[Collected data]
──────

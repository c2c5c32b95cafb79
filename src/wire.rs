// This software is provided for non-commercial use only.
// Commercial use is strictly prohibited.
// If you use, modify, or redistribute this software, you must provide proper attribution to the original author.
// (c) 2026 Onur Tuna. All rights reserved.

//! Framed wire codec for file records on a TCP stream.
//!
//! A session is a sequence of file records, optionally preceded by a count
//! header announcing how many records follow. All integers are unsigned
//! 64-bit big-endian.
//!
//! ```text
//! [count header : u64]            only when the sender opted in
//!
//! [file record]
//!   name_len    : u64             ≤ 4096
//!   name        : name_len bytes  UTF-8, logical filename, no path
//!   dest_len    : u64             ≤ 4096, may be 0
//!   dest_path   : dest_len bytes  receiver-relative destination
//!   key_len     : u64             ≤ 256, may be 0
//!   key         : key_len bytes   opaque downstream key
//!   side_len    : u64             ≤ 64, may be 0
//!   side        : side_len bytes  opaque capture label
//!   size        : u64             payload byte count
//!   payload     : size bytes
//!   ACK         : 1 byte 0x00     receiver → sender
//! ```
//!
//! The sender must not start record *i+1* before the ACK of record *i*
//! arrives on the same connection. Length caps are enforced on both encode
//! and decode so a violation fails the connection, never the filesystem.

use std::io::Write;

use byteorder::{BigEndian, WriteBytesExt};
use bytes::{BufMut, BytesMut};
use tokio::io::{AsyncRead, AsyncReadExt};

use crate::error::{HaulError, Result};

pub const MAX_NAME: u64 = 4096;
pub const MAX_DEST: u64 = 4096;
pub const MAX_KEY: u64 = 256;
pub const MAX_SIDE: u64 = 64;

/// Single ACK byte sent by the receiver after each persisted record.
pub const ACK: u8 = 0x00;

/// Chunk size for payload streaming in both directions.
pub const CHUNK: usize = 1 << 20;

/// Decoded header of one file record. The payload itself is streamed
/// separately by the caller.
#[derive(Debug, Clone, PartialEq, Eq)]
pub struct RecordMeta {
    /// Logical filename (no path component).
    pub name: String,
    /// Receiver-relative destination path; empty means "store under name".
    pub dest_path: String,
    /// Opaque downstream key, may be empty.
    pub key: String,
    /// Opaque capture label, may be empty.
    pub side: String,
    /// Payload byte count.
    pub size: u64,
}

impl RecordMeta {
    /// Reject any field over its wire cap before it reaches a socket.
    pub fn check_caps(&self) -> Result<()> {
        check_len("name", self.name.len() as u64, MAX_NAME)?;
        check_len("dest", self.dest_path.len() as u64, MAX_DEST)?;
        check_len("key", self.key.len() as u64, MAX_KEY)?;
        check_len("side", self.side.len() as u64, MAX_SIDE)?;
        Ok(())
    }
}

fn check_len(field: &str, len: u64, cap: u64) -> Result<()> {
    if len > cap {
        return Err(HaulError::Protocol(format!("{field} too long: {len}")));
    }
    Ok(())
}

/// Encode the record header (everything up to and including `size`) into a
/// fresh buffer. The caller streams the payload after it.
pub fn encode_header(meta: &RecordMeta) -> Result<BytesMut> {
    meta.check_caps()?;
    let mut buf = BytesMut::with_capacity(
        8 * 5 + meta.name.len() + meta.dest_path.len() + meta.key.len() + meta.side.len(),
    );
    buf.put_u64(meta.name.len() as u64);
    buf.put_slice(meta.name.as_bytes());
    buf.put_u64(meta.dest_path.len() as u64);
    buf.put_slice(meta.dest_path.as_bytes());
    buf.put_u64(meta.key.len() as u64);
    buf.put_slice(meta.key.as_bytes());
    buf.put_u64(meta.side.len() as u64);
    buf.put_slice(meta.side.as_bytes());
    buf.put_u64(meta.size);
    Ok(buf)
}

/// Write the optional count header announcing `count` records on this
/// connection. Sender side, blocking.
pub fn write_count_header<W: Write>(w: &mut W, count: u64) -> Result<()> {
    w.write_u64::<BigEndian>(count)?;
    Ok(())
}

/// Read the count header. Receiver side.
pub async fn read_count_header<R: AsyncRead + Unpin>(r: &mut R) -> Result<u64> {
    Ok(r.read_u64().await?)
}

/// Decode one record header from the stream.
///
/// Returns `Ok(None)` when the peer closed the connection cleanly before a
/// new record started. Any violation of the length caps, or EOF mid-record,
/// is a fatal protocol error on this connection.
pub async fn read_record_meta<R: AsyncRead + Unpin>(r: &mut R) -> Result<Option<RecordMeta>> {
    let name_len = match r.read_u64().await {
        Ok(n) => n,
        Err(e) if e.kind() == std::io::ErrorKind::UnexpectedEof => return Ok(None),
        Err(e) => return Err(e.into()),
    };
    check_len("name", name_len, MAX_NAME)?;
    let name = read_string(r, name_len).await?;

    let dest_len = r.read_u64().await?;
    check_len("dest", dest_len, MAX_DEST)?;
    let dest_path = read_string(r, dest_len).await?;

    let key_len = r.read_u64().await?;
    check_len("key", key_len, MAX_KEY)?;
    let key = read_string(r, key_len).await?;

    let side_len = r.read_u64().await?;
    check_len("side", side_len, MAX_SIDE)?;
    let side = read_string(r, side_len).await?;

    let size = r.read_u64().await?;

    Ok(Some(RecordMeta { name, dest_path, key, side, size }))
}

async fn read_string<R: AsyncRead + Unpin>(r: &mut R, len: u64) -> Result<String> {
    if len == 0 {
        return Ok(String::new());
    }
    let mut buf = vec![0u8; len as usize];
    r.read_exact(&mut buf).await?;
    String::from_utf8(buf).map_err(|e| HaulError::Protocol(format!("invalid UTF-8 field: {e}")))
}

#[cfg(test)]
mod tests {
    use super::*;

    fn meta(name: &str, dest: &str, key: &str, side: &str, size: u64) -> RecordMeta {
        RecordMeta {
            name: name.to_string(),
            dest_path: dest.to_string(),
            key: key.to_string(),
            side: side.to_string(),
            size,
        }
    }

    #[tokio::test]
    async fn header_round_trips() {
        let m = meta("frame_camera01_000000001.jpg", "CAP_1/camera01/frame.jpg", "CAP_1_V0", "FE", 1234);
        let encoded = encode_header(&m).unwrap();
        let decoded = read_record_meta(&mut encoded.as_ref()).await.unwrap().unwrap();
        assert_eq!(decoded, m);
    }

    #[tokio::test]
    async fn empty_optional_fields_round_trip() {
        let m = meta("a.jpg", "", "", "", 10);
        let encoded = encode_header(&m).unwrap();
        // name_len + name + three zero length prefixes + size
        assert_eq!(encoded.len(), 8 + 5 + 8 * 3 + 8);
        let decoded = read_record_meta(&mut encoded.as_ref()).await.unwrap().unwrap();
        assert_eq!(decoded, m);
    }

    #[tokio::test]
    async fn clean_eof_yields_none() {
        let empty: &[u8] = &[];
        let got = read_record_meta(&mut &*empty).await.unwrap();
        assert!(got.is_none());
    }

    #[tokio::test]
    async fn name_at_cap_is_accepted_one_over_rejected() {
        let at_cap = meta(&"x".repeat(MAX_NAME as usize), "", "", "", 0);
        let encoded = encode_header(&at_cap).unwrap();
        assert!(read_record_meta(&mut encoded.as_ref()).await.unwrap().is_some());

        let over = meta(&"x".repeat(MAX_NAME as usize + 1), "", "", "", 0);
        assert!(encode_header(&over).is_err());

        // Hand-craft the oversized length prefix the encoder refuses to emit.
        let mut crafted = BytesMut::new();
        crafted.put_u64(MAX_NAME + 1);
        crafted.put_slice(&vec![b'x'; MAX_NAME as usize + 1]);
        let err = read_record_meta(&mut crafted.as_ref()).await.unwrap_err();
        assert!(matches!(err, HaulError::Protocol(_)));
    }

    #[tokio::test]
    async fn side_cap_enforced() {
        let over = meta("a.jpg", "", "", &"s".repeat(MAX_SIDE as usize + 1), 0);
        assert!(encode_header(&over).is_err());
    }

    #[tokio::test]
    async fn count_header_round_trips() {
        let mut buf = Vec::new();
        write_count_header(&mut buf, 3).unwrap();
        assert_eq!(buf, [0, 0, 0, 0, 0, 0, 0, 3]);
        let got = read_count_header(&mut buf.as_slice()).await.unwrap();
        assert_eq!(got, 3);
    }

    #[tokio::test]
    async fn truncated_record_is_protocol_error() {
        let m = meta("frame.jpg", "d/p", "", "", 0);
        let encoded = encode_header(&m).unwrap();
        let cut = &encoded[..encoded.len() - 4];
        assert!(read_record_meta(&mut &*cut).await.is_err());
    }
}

──────

> _Assignment_: Restate, please, word for word the span of records running from the first line to the line bearing "on both encode", both included, and nothing outside it.

> _Answer box_:
repository c2c5c32b95cafb79
filename src/wire.rs
// This software is provided for non-commercial use only.
// Commercial use is strictly prohibited.
// If you use, modify, or redistribute this software, you must provide proper attribution to the original author.
// (c) 2026 Onur Tuna. All rights reserved.

//! Framed wire codec for file records on a TCP stream.
//!
//! A session is a sequence of file records, optionally preceded by a count
//! header announcing how many records follow. All integers are unsigned
//! 64-bit big-endian.
//!
//! ```text
//! [count header : u64]            only when the sender opted in
//!
//! [file record]
//!   name_len    : u64             ≤ 4096
//!   name        : name_len bytes  UTF-8, logical filename, no path
//!   dest_len    : u64             ≤ 4096, may be 0
//!   dest_path   : dest_len bytes  receiver-relative destination
//!   key_len     : u64             ≤ 256, may be 0
//!   key         : key_len bytes   opaque downstream key
//!   side_len    : u64             ≤ 64, may be 0
//!   side        : side_len bytes  opaque capture label
//!   size        : u64             payload byte count
//!   payload     : size bytes
//!   ACK         : 1 byte 0x00     receiver → sender
//! ```
//!
//! The sender must not start record *i+1* before the ACK of record *i*
//! arrives on the same connection. Length caps are enforced on both encode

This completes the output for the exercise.